"""
@authors:
Collin Leiber
"""
from sklearn.base import BaseEstimator, ClusterMixin
import numpy as np
from scipy.spatial.distance import pdist, squareform
from clustpy.hierarchical._cluster_tree import BinaryClusterTree
import copy
def _diana(X: np.ndarray, n_clusters: int, distance_threshold: float, construct_full_tree: bool, metric: str) -> (
np.ndarray, BinaryClusterTree):
"""
Start the actual DIANA clustering procedure on the input data set.
Parameters
----------
X : np.ndarray
the given data set
n_clusters : int
The number of clusters (can be None)
distance_threshold : float
The distance thresholds defines the minimum diameter that is considered (can be 0)
construct_full_tree : bool
Defines whether the full tree should be constructed after n_clusters has been reached
metric : str
Metric used to compute the dissimilarity. Can be "euclidean", "l1", "l2", "manhattan", "cosine", or "precomputed" (see scipy.spatial.distance.pdist)
Returns
-------
tuple : (np.ndarray, BinaryClusterTree)
The final cluster labels,
The resulting tree containing the cluster hierarchy
"""
labels = np.zeros(X.shape[0], dtype=np.int32)
final_labels = np.zeros(X.shape[0], dtype=np.int32)
# Calculate pairwise distances (must only be done once)
global_distance_matrix = squareform(pdist(X, metric=metric))
# Start with a single cluster
current_n_clusters = 1
tree = BinaryClusterTree()
while current_n_clusters < n_clusters or construct_full_tree:
# Get cluster with maximum diameter (largest distance between two poinst within a cluster)

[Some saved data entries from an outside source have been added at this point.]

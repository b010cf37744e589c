//! Stylesheet reference extraction and rewriting
//!
//! Cached stylesheets must not point back at the origin server, otherwise
//! playback would still depend on it. Every `url(...)` and `@import "..."`
//! reference that can be cached is rewritten to the cache service location of
//! the same asset, using the same key derivation the cacher stores it under.

use regex::{Captures, Regex};
use std::collections::HashSet;
use std::sync::OnceLock;
use url::Url;

static RE_CSS_URL: OnceLock<Regex> = OnceLock::new();
static RE_CSS_IMPORT: OnceLock<Regex> = OnceLock::new();

fn css_url_regex() -> &'static Regex {
    RE_CSS_URL.get_or_init(|| {
        Regex::new(r#"(?i)url\(\s*(?:"([^"]*)"|'([^']*)'|([^)"'\s]*))\s*\)"#).unwrap()
    })
}

fn css_import_regex() -> &'static Regex {
    RE_CSS_IMPORT.get_or_init(|| Regex::new(r#"(?i)@import\s+(?:"([^"]*)"|'([^']*)')"#).unwrap())
}

/// Schemes that never point at a fetchable resource
const NON_CACHABLE_PREFIXES: &[&str] = &["data:", "blob:", "about:", "javascript:", "#"];

/// Quote character and raw target of a reference match
fn reference_target<'t>(caps: &Captures<'t>) -> Option<(&'static str, &'t str)> {
    if let Some(m) = caps.get(1) {
        Some(("\"", m.as_str()))
    } else if let Some(m) = caps.get(2) {
        Some(("'", m.as_str()))
    } else {
        caps.get(3).map(|m| ("", m.as_str()))
    }
}

/// Rewrites stylesheet references to point at the cache service
#[derive(Debug, Clone)]
pub struct AssetRewriter {
    /// Base URL of the cache service, without trailing slash
    assets_origin: String,
}

impl AssetRewriter {
    /// Create a rewriter for the cache service at `assets_origin`
    pub fn new(assets_origin: &Url) -> Self {
        Self {
            assets_origin: assets_origin.as_str().trim_end_matches('/').to_string(),
        }
    }

    /// Base URL of the cache service
    pub fn assets_origin(&self) -> &str {
        &self.assets_origin
    }

    /// Every raw reference in a stylesheet, without duplicates
    pub fn extract_css_urls(css: &str) -> Vec<String> {
        let mut seen = HashSet::new();
        let mut urls = Vec::new();

        for re in [css_url_regex(), css_import_regex()] {
            for caps in re.captures_iter(css) {
                if let Some((_, raw)) = reference_target(&caps) {
                    let raw = raw.trim();
                    if !raw.is_empty() && seen.insert(raw.to_string()) {
                        urls.push(raw.to_string());
                    }
                }
            }
        }

        urls
    }

    /// Resolve `raw` against `base` and return it if it is worth caching
    pub fn resolve_cachable_url(&self, base: &Url, raw: &str) -> Option<Url> {
        let raw = raw.trim().trim_matches(|c| c == '"' || c == '\'').trim();
        if raw.is_empty() {
            return None;
        }

        let lower = raw.to_ascii_lowercase();
        if NON_CACHABLE_PREFIXES.iter().any(|p| lower.starts_with(p)) {
            return None;
        }

        let mut resolved = base.join(raw).ok()?;
        if resolved.scheme() != "http" && resolved.scheme() != "https" {
            return None;
        }
        resolved.set_fragment(None);

        if self.is_cache_url(resolved.as_str()) {
            return None;
        }

        Some(resolved)
    }

    /// Cache service location of a session asset
    pub fn cache_url(&self, session_id: u64, url: &Url) -> String {
        format!("{}/{}", self.assets_origin, super::asset_key(session_id, url))
    }

    /// Rewrite every cachable reference in `css` to its cache service location
    pub fn rewrite_css(&self, session_id: u64, base: &Url, css: &str) -> String {
        let rewritten = css_url_regex().replace_all(css, |caps: &Captures| {
            match self.rewrite_reference(session_id, base, caps) {
                Some((quote, target)) => format!("url({}{}{})", quote, target, quote),
                None => caps[0].to_string(),
            }
        });

        css_import_regex()
            .replace_all(&rewritten, |caps: &Captures| {
                match self.rewrite_reference(session_id, base, caps) {
                    Some((quote, target)) => format!("@import {}{}{}", quote, target, quote),
                    None => caps[0].to_string(),
                }
            })
            .into_owned()
    }

    fn rewrite_reference(
        &self,
        session_id: u64,
        base: &Url,
        caps: &Captures,
    ) -> Option<(&'static str, String)> {
        let (quote, raw) = reference_target(caps)?;
        let resolved = self.resolve_cachable_url(base, raw)?;
        Some((quote, self.cache_url(session_id, &resolved)))
    }

    fn is_cache_url(&self, url: &str) -> bool {
        url == self.assets_origin
            || url
                .strip_prefix(self.assets_origin.as_str())
                .is_some_and(|rest| rest.starts_with('/'))
    }
}

#[cfg(test)]
mod tests {
    use super::*;

    fn rewriter() -> AssetRewriter {
        AssetRewriter::new(&Url::parse("https://cache.test/assets/").unwrap())
    }

    fn base() -> Url {
        Url::parse("https://example.com/css/app.css").unwrap()
    }

    #[test]
    fn test_extract_all_reference_forms() {
        let css = r#"
            @import url(sub.css);
            @import "print.css";
            @import 'theme.css';
            .a { background: url("img/a.png") }
            .b { background: URL( 'img/b.png' ) }
            .c { background: url(img/a.png) }
        "#;

        let urls = AssetRewriter::extract_css_urls(css);
        assert_eq!(urls.len(), 5);
        for expected in ["sub.css", "print.css", "theme.css", "img/a.png", "img/b.png"] {
            assert!(urls.iter().any(|u| u == expected), "missing {}", expected);
        }
    }

    #[test]
    fn test_extract_ignores_empty_references() {
        assert!(AssetRewriter::extract_css_urls(".a { background: url() }").is_empty());
        assert!(AssetRewriter::extract_css_urls(".a { color: red }").is_empty());
    }

    #[test]
    fn test_resolve_relative_and_absolute() {
        let r = rewriter();
        assert_eq!(
            r.resolve_cachable_url(&base(), "sub.css").unwrap().as_str(),
            "https://example.com/css/sub.css"
        );
        assert_eq!(
            r.resolve_cachable_url(&base(), "/fonts/x.woff2").unwrap().as_str(),
            "https://example.com/fonts/x.woff2"
        );
        assert_eq!(
            r.resolve_cachable_url(&base(), "//cdn.example.org/a.png").unwrap().as_str(),
            "https://cdn.example.org/a.png"
        );
        assert_eq!(
            r.resolve_cachable_url(&base(), "img/a.svg#icon").unwrap().as_str(),
            "https://example.com/css/img/a.svg"
        );
    }

    #[test]
    fn test_resolve_rejects_non_cachable() {
        let r = rewriter();
        assert!(r.resolve_cachable_url(&base(), "data:image/png;base64,AAAA").is_none());
        assert!(r.resolve_cachable_url(&base(), "DATA:image/png;base64,AAAA").is_none());
        assert!(r.resolve_cachable_url(&base(), "#filter").is_none());
        assert!(r.resolve_cachable_url(&base(), "  ").is_none());
        assert!(r.resolve_cachable_url(&base(), "ftp://example.com/a.png").is_none());
        assert!(r
            .resolve_cachable_url(&base(), "https://cache.test/assets/42/abc.png")
            .is_none());
        assert!(r
            .resolve_cachable_url(&base(), "https://cache.test/assets-other/a.png")
            .is_some());
    }

    #[test]
    fn test_rewrite_points_at_cache() {
        let r = rewriter();
        let css = r#"@import url(sub.css); @import "x.css"; .a{background:url('a.png')} .d{background:url(data:image/png;base64,AA)}"#;
        let out = r.rewrite_css(42, &base(), css);

        let sub = Url::parse("https://example.com/css/sub.css").unwrap();
        let x = Url::parse("https://example.com/css/x.css").unwrap();
        let a = Url::parse("https://example.com/css/a.png").unwrap();

        assert!(out.contains(&format!("@import url({});", r.cache_url(42, &sub))));
        assert!(out.contains(&format!("@import \"{}\";", r.cache_url(42, &x))));
        assert!(out.contains(&format!("url('{}')", r.cache_url(42, &a))));
        assert!(out.contains("url(data:image/png;base64,AA)"));
        assert!(!out.contains("example.com"));
    }

    #[test]
    fn test_rewrite_is_stable_for_cached_references() {
        let r = rewriter();
        let once = r.rewrite_css(7, &base(), ".a{background:url(a.png)}");
        let twice = r.rewrite_css(7, &base(), &once);
        assert_eq!(once, twice);
    }

    #[test]
    fn test_cache_url_uses_asset_key() {
        let r = rewriter();
        let u = Url::parse("https://example.com/a.png").unwrap();
        assert_eq!(
            r.cache_url(3, &u),
            format!("https://cache.test/assets/{}", crate::assets::asset_key(3, &u))
        );
    }
}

split_cluster_id, cluster_distance_matrix = _get_cluster_with_max_diameter(
global_distance_matrix, labels, current_n_clusters, distance_threshold)
# Check if we only have clusters of size one or only clusters with diameter < distance_threshold
if split_cluster_id is None:
break
else:
# Split cluster by updating labels and tree
labels_new = _split_cluster(cluster_distance_matrix, split_cluster_id, current_n_clusters)

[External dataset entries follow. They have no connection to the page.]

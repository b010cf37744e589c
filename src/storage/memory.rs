//! In-process object store

use async_trait::async_trait;
use chrono::{DateTime, Utc};
use parking_lot::RwLock;
use std::collections::HashMap;

use super::{validate_key, ObjectStore, StorageError};

/// An object held by `MemoryStore`
#[derive(Debug, Clone, PartialEq)]
pub struct StoredObject {
    pub body: Vec<u8>,
    pub content_type: Option<String>,
    pub created_at: DateTime<Utc>,
}

/// Object store kept entirely in memory
#[derive(Debug, Default)]
pub struct MemoryStore {
    objects: RwLock<HashMap<String, StoredObject>>,
}

impl MemoryStore {
    pub fn new() -> Self {
        Self::default()
    }

    /// Object stored under `key`
    pub fn get(&self, key: &str) -> Option<StoredObject> {
        self.objects.read().get(key).cloned()
    }

    /// All stored keys, sorted
    pub fn keys(&self) -> Vec<String> {
        let mut keys: Vec<String> = self.objects.read().keys().cloned().collect();
        keys.sort();
        keys
    }

    pub fn len(&self) -> usize {
        self.objects.read().len()
    }

    pub fn is_empty(&self) -> bool {
        self.objects.read().is_empty()
    }

    /// Insert an object with an explicit creation time
    pub fn insert(&self, key: impl Into<String>, body: Vec<u8>, created_at: DateTime<Utc>) {
        self.objects.write().insert(
            key.into(),
            StoredObject {
                body,
                content_type: None,
                created_at,
            },
        );
    }
}

#[async_trait]
impl ObjectStore for MemoryStore {
    async fn put(
        &self,
        key: &str,
        body: Vec<u8>,
        content_type: Option<&str>,
    ) -> Result<(), StorageError> {
        validate_key(key)?;
        self.objects.write().insert(
            key.to_string(),
            StoredObject {
                body,
                content_type: content_type.map(str::to_string),
                created_at: Utc::now(),
            },
        );
        Ok(())
    }

    async fn creation_time(&self, key: &str) -> Option<DateTime<Utc>> {
        self.objects.read().get(key).map(|o| o.created_at)
    }
}

#[cfg(test)]
mod tests {
    use super::*;

    #[tokio::test]
    async fn test_put_get() {
        let store = MemoryStore::new();
        assert!(store.is_empty());

        store.put("1/a.css", b".a{}".to_vec(), Some("text/css")).await.unwrap();

        let obj = store.get("1/a.css").unwrap();
        assert_eq!(obj.body, b".a{}");
        assert_eq!(obj.content_type.as_deref(), Some("text/css"));
        assert_eq!(store.keys(), vec!["1/a.css".to_string()]);
        assert_eq!(store.creation_time("1/a.css").await, Some(obj.created_at));
    }

    #[tokio::test]
    async fn test_insert_with_explicit_time() {
        let store = MemoryStore::new();
        let old = Utc::now() - chrono::Duration::days(3);
        store.insert("1/old", b"x".to_vec(), old);

        assert_eq!(store.creation_time("1/old").await, Some(old));
        assert!(store.creation_time("1/missing").await.is_none());
    }

    #[tokio::test]
    async fn test_put_replaces_and_refreshes_time() {
        let store = MemoryStore::new();
        let old = Utc::now() - chrono::Duration::days(3);
        store.insert("1/a", b"old".to_vec(), old);

        store.put("1/a", b"new".to_vec(), None).await.unwrap();

        let obj = store.get("1/a").unwrap();
        assert_eq!(obj.body, b"new");
        assert!(obj.created_at > old);
        assert_eq!(store.len(), 1);
    }
}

labels[labels == split_cluster_id] = labels_new
tree.split_cluster(split_cluster_id)
current_n_clusters += 1
if current_n_clusters == n_clusters:
# Save current labels in final labels -> relevant if n_clusters is specified and construct_full_tree is True
final_labels = labels.copy()
return final_labels, tree
def _get_cluster_with_max_diameter(global_distance_matrix: np.ndarray, labels: np.ndarray, n_clusters: int,
distance_threshold: float) -> (int, np.ndarray):
"""
Identify the cluster with the largest diameter, i.e. with the largest distance between two objects assigned to this cluster.
Here, only diameters which are larger than distance_threshold are taken into account.

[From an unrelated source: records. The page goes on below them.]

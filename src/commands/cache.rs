use anyhow::Result;
use assetcache::config::Config;
use tracing::info;

use super::build_cacher;

pub async fn cache_once(
    config: Config,
    url: String,
    session: Option<u64>,
    script: bool,
) -> Result<()> {
    let handle = build_cacher(&config).await?;
    let cacher = handle.cacher;
    let mut errors = handle.errors;

    let collector = tokio::spawn(async move {
        let mut collected = Vec::new();
        while let Some(error) = errors.recv().await {
            collected.push(error);
        }
        collected
    });

    let submitted = match (script, session) {
        (true, _) => cacher.cache_script(&url).await,
        (false, Some(session_id)) => cacher.cache_session_asset(session_id, &url).await,
        (false, None) => anyhow::bail!("Either --session or --script is required"),
    };
    if !submitted {
        info!("Nothing submitted for {}", url);
    }

    cacher.wait_idle().await;
    cacher.shutdown().await;
    let stats = cacher.stats();
    drop(cacher);

    let errors = collector.await?;
    let snapshot = handle.metrics.snapshot();

    for error in &errors {
        println!("error: {}", error);
    }
    println!(
        "Saved {} assets ({} fetched, {} skipped as fresh, {} already in window)",
        snapshot.assets_saved, snapshot.downloads_total, stats.fresh_skipped, stats.dedup_skipped
    );

    if !errors.is_empty() {
        anyhow::bail!("{} assets failed to cache", errors.len());
    }
    Ok(())
}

If only clusters of size one occur or all diameters are below distance_threshold, all return values will be None.
Parameters
----------
global_distance_matrix : np.ndarray
The global distance matrix containing the pairwise distances of all objects
labels : np.ndarray
The current cluster labels
n_clusters : int
The current number of clusters
distance_threshold : float
The distance thresholds defines the minimum diameter that is considered
Returns
-------
tuple: (int, np.ndarray)
The id of the cluster that should be split,
The pariwise distances of all points within that cluster
"""
max_diameter = -1
split_cluster_id = None
resulting_cluster_distance_matrix = None
# Search cluster with largest diamter (two objects within a cluster with largest distance)
for cluster_id in range(n_clusters):
points = labels == cluster_id
# Cluster must contain more than one object
if np.sum(points) > 1:
# Get pairwise distances of all points within cluster
cluster_distance_matrix = global_distance_matrix[np.ix_(points, points)]
diameter = np.max(cluster_distance_matrix)
if diameter > max_diameter and diameter >= distance_threshold:
# Save parameters of current cluster with largest diameter
max_diameter = diameter
split_cluster_id = cluster_id
resulting_cluster_distance_matrix = cluster_distance_matrix
return split_cluster_id, resulting_cluster_distance_matrix
def _split_cluster(cluster_distance_matrix: np.ndarray, split_cluster_id: int, new_cluster_id: int) -> np.ndarray:
"""
Split the specified cluster into two.
Therefore, it repeatedly calculates the average dissimilarity of the objects to the two subclusters.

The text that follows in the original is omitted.